FIG. 5D shows a posterior in accordance with one or more embodiments. The observed data (516) are composed of five x-y pairs, plotted in FIG. 5D. Conditioning the PD on the observed data (516) may be computationally intense and/or may include the use of mathematical properties of the Gaussian process. A detailed description is not provided here for brevity; however, one of ordinary skill in the art will recognize that this omission is non-limiting for the present disclosure. The posterior PD may be sampled to obtain “posterior functions” (518) which are congruent with the observed data (516). As seen in FIG. 5D, the posterior functions (518) sampled from the posterior PD all demonstrate agreement with the observed data (516). The posterior functions (518) may be used to make predictions outside of the observed data (516).

An important property of a Gaussian PD is that if two sets of variables are jointly Gaussian, the conditional PD of one set conditioned on the other set is again Gaussian. Additionally, the mean and variance of any individual RV in a GP may be extracted; therefore, the posterior PD of the GP may be used to determine the mean and covariance of all associated RVs. In the present example, the RVs are associated with a spatial location, and form a probabilistic function.

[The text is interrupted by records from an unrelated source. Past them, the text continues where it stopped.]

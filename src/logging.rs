use std::path::Path;

use anyhow::Result;
use tracing::level_filters::LevelFilter;
use tracing_appender::rolling::Rotation;
use tracing_subscriber::fmt::writer::MakeWriterExt;

const LOG_PREFIX: &str = "lifestream";

/// Daily rolling log under `<data_dir>/logs`. The dashboard draws on stdout,
/// so console output only goes to stderr and only when `mirror_stderr` is set.
pub fn enable_logging(
    data_dir: &Path,
    log_level: Option<LevelFilter>,
    mirror_stderr: bool,
) -> Result<()> {
    let appender = tracing_appender::rolling::Builder::new()
        .rotation(Rotation::DAILY)
        .max_log_files(7)
        .filename_prefix(LOG_PREFIX)
        .filename_suffix("log")
        .build(data_dir.join("logs"))?;

    let stderr = std::io::stderr.with_filter(move |_| mirror_stderr);

    let level = log_level
        .map(|v| v.to_string())
        .unwrap_or_else(|| std::env::var("RUST_LOG").unwrap_or_else(|_| "info".into()));

    tracing_subscriber::fmt()
        .with_env_filter(tracing_subscriber::EnvFilter::new(format!(
            "{}={level}",
            env!("CARGO_PKG_NAME").replace('-', "_"),
        )))
        .with_ansi(false)
        .with_writer(stderr.and(appender))
        .try_init()
        .map_err(|e| anyhow::anyhow!("failed to install logger: {e}"))?;
    Ok(())
}
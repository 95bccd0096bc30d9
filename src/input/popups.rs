use crate::{actions, app::App, config::key_match};
use crossterm::event::{KeyCode, KeyEvent};

pub fn handle_popup_events(app: &mut App, key: KeyEvent) -> bool {
    if app.notice.is_some() {
        let bindings = &app.config.keybindings;
        if key_match(&key, &bindings.submit)
            || key_match(&key, &bindings.cancel)
            || key_match(&key, &bindings.confirm)
        {
            app.notice = None;
        }
        return true;
    }
    if app.show_help_popup {
        if key.code == KeyCode::Esc || key_match(&key, &app.config.keybindings.help) {
            app.show_help_popup = false;
        }
        return true;
    }
    if app.show_delete_popup {
        handle_confirm(app, key, actions::delete_selected, |app| {
            app.show_delete_popup = false
        });
        return true;
    }
    if app.show_clear_popup {
        handle_confirm(app, key, actions::clear_all, |app| app.show_clear_popup = false);
        return true;
    }
    if app.show_report_popup {
        handle_report_popup(app, key);
        return true;
    }
    false
}

fn handle_confirm(app: &mut App, key: KeyEvent, accept: fn(&mut App), dismiss: fn(&mut App)) {
    if key_match(&key, &app.config.keybindings.confirm) {
        accept(app);
    } else if key_match(&key, &app.config.keybindings.cancel)
        || matches!(key.code, KeyCode::Char('n') | KeyCode::Char('N'))
    {
        dismiss(app);
    }
}

fn handle_report_popup(app: &mut App, key: KeyEvent) {
    let bindings = &app.config.keybindings;
    if key_match(&key, &bindings.cancel) || key_match(&key, &bindings.quit) {
        // Hiding keeps a running request alive; its result toasts when done.
        app.show_report_popup = false;
    } else if key_match(&key, &bindings.down) {
        app.report_scroll = app.report_scroll.saturating_add(1);
    } else if key_match(&key, &bindings.up) {
        app.report_scroll = app.report_scroll.saturating_sub(1);
    } else if key.code == KeyCode::PageDown {
        app.report_scroll = app.report_scroll.saturating_add(10);
    } else if key.code == KeyCode::PageUp {
        app.report_scroll = app.report_scroll.saturating_sub(10);
    } else if key_match(&key, &bindings.report) && !app.is_reporting() {
        actions::generate_report(app);
    } else if key_match(&key, &bindings.cycle_period) && !app.is_reporting() {
        actions::cycle_period(app);
        actions::generate_report(app);
    }
}
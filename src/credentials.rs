// Copyright (c) 2025 Erick Bourgeois, firestoned
// SPDX-License-Identifier: MIT

//! Credential resolution for the dns.services API.
//!
//! Credentials are resolved once per Present / `CleanUp` call and dropped when the
//! call returns. They are read either from Kubernetes Secrets in the challenge's
//! resource namespace or straight from the inline solver config.

use async_trait::async_trait;
use k8s_openapi::api::core::v1::Secret;
use kube::{Api, Client};
use std::collections::BTreeMap;
use std::fmt;
use tracing::debug;

use crate::errors::SolverError;
use crate::solver_config::{SecretKeySelector, SolverConfig};

/// Username / password pair for HTTP Basic Auth.
#[derive(Clone, PartialEq, Eq)]
pub struct ProviderCredentials {
    /// Account email or username
    pub username: String,
    /// Account password
    pub password: String,
}

impl fmt::Debug for ProviderCredentials {
    fn fmt(&self, f: &mut fmt::Formatter<'_>) -> fmt::Result {
        f.debug_struct("ProviderCredentials")
            .field("username", &self.username)
            .field("password", &"*******")
            .finish()
    }
}

impl ProviderCredentials {
    /// Build credentials, rejecting empty fields.
    ///
    /// # Errors
    ///
    /// Returns [`SolverError::AuthMissing`] if either field is empty.
    pub fn new(username: String, password: String) -> Result<Self, SolverError> {
        if username.is_empty() {
            return Err(SolverError::AuthMissing { field: "username" });
        }
        if password.is_empty() {
            return Err(SolverError::AuthMissing { field: "password" });
        }
        Ok(Self { username, password })
    }
}

/// Raw Secret data, key to decoded bytes.
pub type SecretData = BTreeMap<String, Vec<u8>>;

/// Read access to Kubernetes Secrets.
#[async_trait]
pub trait SecretSource: Send + Sync {
    /// Fetch the data of a Secret, or `None` if it does not exist.
    async fn get_secret(&self, namespace: &str, name: &str)
        -> Result<Option<SecretData>, SolverError>;
}

/// [`SecretSource`] backed by the Kubernetes API.
#[derive(Clone)]
pub struct KubeSecretSource {
    client: Client,
}

impl KubeSecretSource {
    /// Create a source that reads Secrets with `client`.
    #[must_use]
    pub fn new(client: Client) -> Self {
        Self { client }
    }
}

#[async_trait]
impl SecretSource for KubeSecretSource {
    async fn get_secret(
        &self,
        namespace: &str,
        name: &str,
    ) -> Result<Option<SecretData>, SolverError> {
        let secret_api: Api<Secret> = Api::namespaced(self.client.clone(), namespace);

        let secret = secret_api
            .get_opt(name)
            .await
            .map_err(|source| SolverError::Kube {
                name: name.to_string(),
                namespace: namespace.to_string(),
                source,
            })?;

        Ok(secret.map(|secret| {
            secret
                .data
                .unwrap_or_default()
                .into_iter()
                .map(|(key, value)| (key, value.0))
                .collect()
        }))
    }
}

/// Resolve the credentials for one challenge.
///
/// For the Secret-reference variant each selector's Secret is read from
/// `namespace`; a Secret shared by both selectors is fetched once.
///
/// # Errors
///
/// - [`SolverError::SecretNotFound`] if a referenced Secret does not exist
/// - [`SolverError::SecretKeyNotFound`] if a referenced key is absent
/// - [`SolverError::AuthMissing`] if the username or password is empty
/// - [`SolverError::Kube`] if the Kubernetes API call fails
pub async fn resolve_credentials(
    secrets: &dyn SecretSource,
    namespace: &str,
    config: &SolverConfig,
) -> Result<ProviderCredentials, SolverError> {
    match config {
        SolverConfig::Inline(inline) => {
            debug!(username = %inline.email, "Using inline dns.services credentials");
            ProviderCredentials::new(
                inline.email.trim().to_string(),
                inline.password.trim().to_string(),
            )
        }
        SolverConfig::SecretRef(refs) => {
            let username_data =
                fetch_secret(secrets, namespace, &refs.username_secret_ref.name).await?;
            let password_data = if refs.password_secret_ref.name == refs.username_secret_ref.name {
                username_data.clone()
            } else {
                fetch_secret(secrets, namespace, &refs.password_secret_ref.name).await?
            };

            let username = read_key(&username_data, namespace, &refs.username_secret_ref)?;
            let password = read_key(&password_data, namespace, &refs.password_secret_ref)?;

            debug!(
                namespace = %namespace,
                username_secret = %refs.username_secret_ref.name,
                password_secret = %refs.password_secret_ref.name,
                username = %username,
                "Resolved dns.services credentials from secrets"
            );

            ProviderCredentials::new(username, password)
        }
    }
}

async fn fetch_secret(
    secrets: &dyn SecretSource,
    namespace: &str,
    name: &str,
) -> Result<SecretData, SolverError> {
    secrets
        .get_secret(namespace, name)
        .await?
        .ok_or_else(|| SolverError::SecretNotFound {
            name: name.to_string(),
            namespace: namespace.to_string(),
        })
}

fn read_key(
    data: &SecretData,
    namespace: &str,
    selector: &SecretKeySelector,
) -> Result<String, SolverError> {
    let bytes = data
        .get(&selector.key)
        .ok_or_else(|| SolverError::SecretKeyNotFound {
            name: selector.name.clone(),
            namespace: namespace.to_string(),
            key: selector.key.clone(),
        })?;

    Ok(String::from_utf8_lossy(bytes).trim().to_string())
}

#[cfg(test)]
#[path = "credentials_tests.rs"]
mod credentials_tests;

FIG. 5E shows a probabilistic function in accordance with one or more embodiments. It may be noted that the probabilistic function agrees with the observed data (516) and represents the mean prediction (520) or expected value. The covariance between the output RVs is represented by the uncertainty function (522) and is reduced close to observed data (516) points. The uncertainty associated with a mean prediction (520) may be expressed as a “confidence interval,” which is the mean prediction (520) bounded by the variance. A confidence interval may give an indication of the degree of uncertainty of the prediction and (probabilistically) excludes values outside of the interval. In other words, data (or predictions) within a smaller confidence interval may indicate a higher degree of compatibility with the observed data (516). Uncertainty, when represented using confidence intervals, may be expressed as a percentage. For example, for a given predicted value, a 95% confidence interval implies there is a 95% probability that the true value lies between the boundaries defining the confidence interval.

The example shown by FIGS. 5C-5E demonstrates a Gaussian process for a single spatial variable; however, stochastic processes (and therefore Gaussian processes), may be extended to higher dimensions and which may include both temporal and spatial dimensions.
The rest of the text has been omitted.